Stored items:
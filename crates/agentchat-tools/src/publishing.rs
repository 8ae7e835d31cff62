use agentchat_toolcore::{param, ParameterDefinition, Tool, ToolContext, ToolParameters, ToolResult};
use async_trait::async_trait;
use std::collections::HashMap;

/// Tool for content planning and workflow management
pub struct ContentWorkflowTool;

#[async_trait]
impl Tool for ContentWorkflowTool {
    fn name(&self) -> &str {
        "workflow"
    }

    fn description(&self) -> &str {
        "Manage content calendar and project workflows"
    }

    fn parameters(&self) -> HashMap<String, ParameterDefinition> {
        HashMap::from([
            param!("action", "One of: plan, schedule, collaborate, review", required),
            param!("content", "Content item or project", optional, ""),
            param!("date", "Date for scheduling", optional, ""),
        ])
    }

    async fn execute(&self, params: ToolParameters, _context: &ToolContext) -> ToolResult {
        let action = match params.get_required("action") {
            Ok(action) => action,
            Err(e) => return ToolResult::error(e.to_string()),
        };
        let content = params.get_or("content", "");
        let date = params.get_or("date", "");

        let output = match action.as_str() {
            "plan" => format!("Created content plan: '{}'", content),
            "schedule" => format!("Scheduled content for {}: '{}'", date, content),
            "collaborate" => format!("Set up collaboration for: '{}'", content),
            "review" => format!("Content review cycle started for: '{}'", content),
            other => format!("Unknown workflow action: {}", other),
        };

        ToolResult::success(output)
    }
}

/// Tool for SEO optimization and content analysis
pub struct SeoTool;

#[async_trait]
impl Tool for SeoTool {
    fn name(&self) -> &str {
        "seo"
    }

    fn description(&self) -> &str {
        "Optimize content for search engines"
    }

    fn parameters(&self) -> HashMap<String, ParameterDefinition> {
        HashMap::from([
            param!("action", "One of: optimize, analyze, keywords, meta", required),
            param!("content", "Content to work on", optional, ""),
            param!("keywords", "Target keywords", optional, ""),
        ])
    }

    async fn execute(&self, params: ToolParameters, _context: &ToolContext) -> ToolResult {
        let action = match params.get_required("action") {
            Ok(action) => action,
            Err(e) => return ToolResult::error(e.to_string()),
        };
        let content = params.get_or("content", "");
        let keywords = params.get_or("keywords", "");

        let output = match action.as_str() {
            "optimize" => format!("SEO optimized content for keywords '{}': {}", keywords, content),
            "analyze" => format!("SEO analysis for: '{}'", content),
            "keywords" => format!("Keyword research for: '{}'", content),
            "meta" => format!("Generated meta description for: '{}'", content),
            other => format!("Unknown SEO action: {}", other),
        };

        ToolResult::success(output)
    }
}

/// Tool for social media distribution and management
pub struct SocialMediaTool;

#[async_trait]
impl Tool for SocialMediaTool {
    fn name(&self) -> &str {
        "social"
    }

    fn description(&self) -> &str {
        "Manage social media posting and analytics"
    }

    fn parameters(&self) -> HashMap<String, ParameterDefinition> {
        HashMap::from([
            param!("action", "One of: post, schedule, analytics, hashtags", required),
            param!("content", "Post text or topic", optional, ""),
            param!("platform", "Target platform", optional, "all"),
        ])
    }

    async fn execute(&self, params: ToolParameters, _context: &ToolContext) -> ToolResult {
        let action = match params.get_required("action") {
            Ok(action) => action,
            Err(e) => return ToolResult::error(e.to_string()),
        };
        let content = params.get_or("content", "");
        let platform = params.get_or("platform", "all");

        let output = match action.as_str() {
            "post" => format!("Posted to {}: '{}'", platform, content),
            "schedule" => format!("Scheduled post for {}: '{}'", platform, content),
            "analytics" => format!("Analytics report for {}: '{}'", platform, content),
            "hashtags" => format!("Generated hashtags for: '{}'", content),
            other => format!("Unknown social media action: {}", other),
        };

        ToolResult::success(output)
    }
}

GOAL OF THE EXERCISE:
An exact copy of every line above, start to finish, is required.

WRITTEN RESPONSE:
filename crates/agentchat-tools/src/publishing.rs
repository 8ae7e835d31cff62
use agentchat_toolcore::{param, ParameterDefinition, Tool, ToolContext, ToolParameters, ToolResult};
use async_trait::async_trait;
use std::collections::HashMap;

/// Tool for content planning and workflow management
pub struct ContentWorkflowTool;

#[async_trait]
impl Tool for ContentWorkflowTool {
    fn name(&self) -> &str {
        "workflow"
    }

    fn description(&self) -> &str {
        "Manage content calendar and project workflows"
    }

    fn parameters(&self) -> HashMap<String, ParameterDefinition> {
        HashMap::from([
            param!("action", "One of: plan, schedule, collaborate, review", required),
            param!("content", "Content item or project", optional, ""),
            param!("date", "Date for scheduling", optional, ""),
        ])
    }

    async fn execute(&self, params: ToolParameters, _context: &ToolContext) -> ToolResult {
        let action = match params.get_required("action") {
            Ok(action) => action,
            Err(e) => return ToolResult::error(e.to_string()),
        };
        let content = params.get_or("content", "");
        let date = params.get_or("date", "");

        let output = match action.as_str() {
            "plan" => format!("Created content plan: '{}'", content),
            "schedule" => format!("Scheduled content for {}: '{}'", date, content),
            "collaborate" => format!("Set up collaboration for: '{}'", content),
            "review" => format!("Content review cycle started for: '{}'", content),
            other => format!("Unknown workflow action: {}", other),
        };

        ToolResult::success(output)
    }
}

/// Tool for SEO optimization and content analysis
pub struct SeoTool;

#[async_trait]
impl Tool for SeoTool {
    fn name(&self) -> &str {
        "seo"
    }

    fn description(&self) -> &str {
        "Optimize content for search engines"
    }

    fn parameters(&self) -> HashMap<String, ParameterDefinition> {
        HashMap::from([
            param!("action", "One of: optimize, analyze, keywords, meta", required),
            param!("content", "Content to work on", optional, ""),
            param!("keywords", "Target keywords", optional, ""),
        ])
    }

    async fn execute(&self, params: ToolParameters, _context: &ToolContext) -> ToolResult {
        let action = match params.get_required("action") {
            Ok(action) => action,
            Err(e) => return ToolResult::error(e.to_string()),
        };
        let content = params.get_or("content", "");
        let keywords = params.get_or("keywords", "");

        let output = match action.as_str() {
            "optimize" => format!("SEO optimized content for keywords '{}': {}", keywords, content),
            "analyze" => format!("SEO analysis for: '{}'", content),
            "keywords" => format!("Keyword research for: '{}'", content),
            "meta" => format!("Generated meta description for: '{}'", content),
            other => format!("Unknown SEO action: {}", other),
        };

        ToolResult::success(output)
    }
}

/// Tool for social media distribution and management
pub struct SocialMediaTool;

#[async_trait]
impl Tool for SocialMediaTool {
    fn name(&self) -> &str {
        "social"
    }

    fn description(&self) -> &str {
        "Manage social media posting and analytics"
    }

    fn parameters(&self) -> HashMap<String, ParameterDefinition> {
        HashMap::from([
            param!("action", "One of: post, schedule, analytics, hashtags", required),
            param!("content", "Post text or topic", optional, ""),
            param!("platform", "Target platform", optional, "all"),
        ])
    }

    async fn execute(&self, params: ToolParameters, _context: &ToolContext) -> ToolResult {
        let action = match params.get_required("action") {
            Ok(action) => action,
            Err(e) => return ToolResult::error(e.to_string()),
        };
        let content = params.get_or("content", "");
        let platform = params.get_or("platform", "all");

        let output = match action.as_str() {
            "post" => format!("Posted to {}: '{}'", platform, content),
            "schedule" => format!("Scheduled post for {}: '{}'", platform, content),
            "analytics" => format!("Analytics report for {}: '{}'", platform, content),
            "hashtags" => format!("Generated hashtags for: '{}'", content),
            other => format!("Unknown social media action: {}", other),
        };

        ToolResult::success(output)
    }
}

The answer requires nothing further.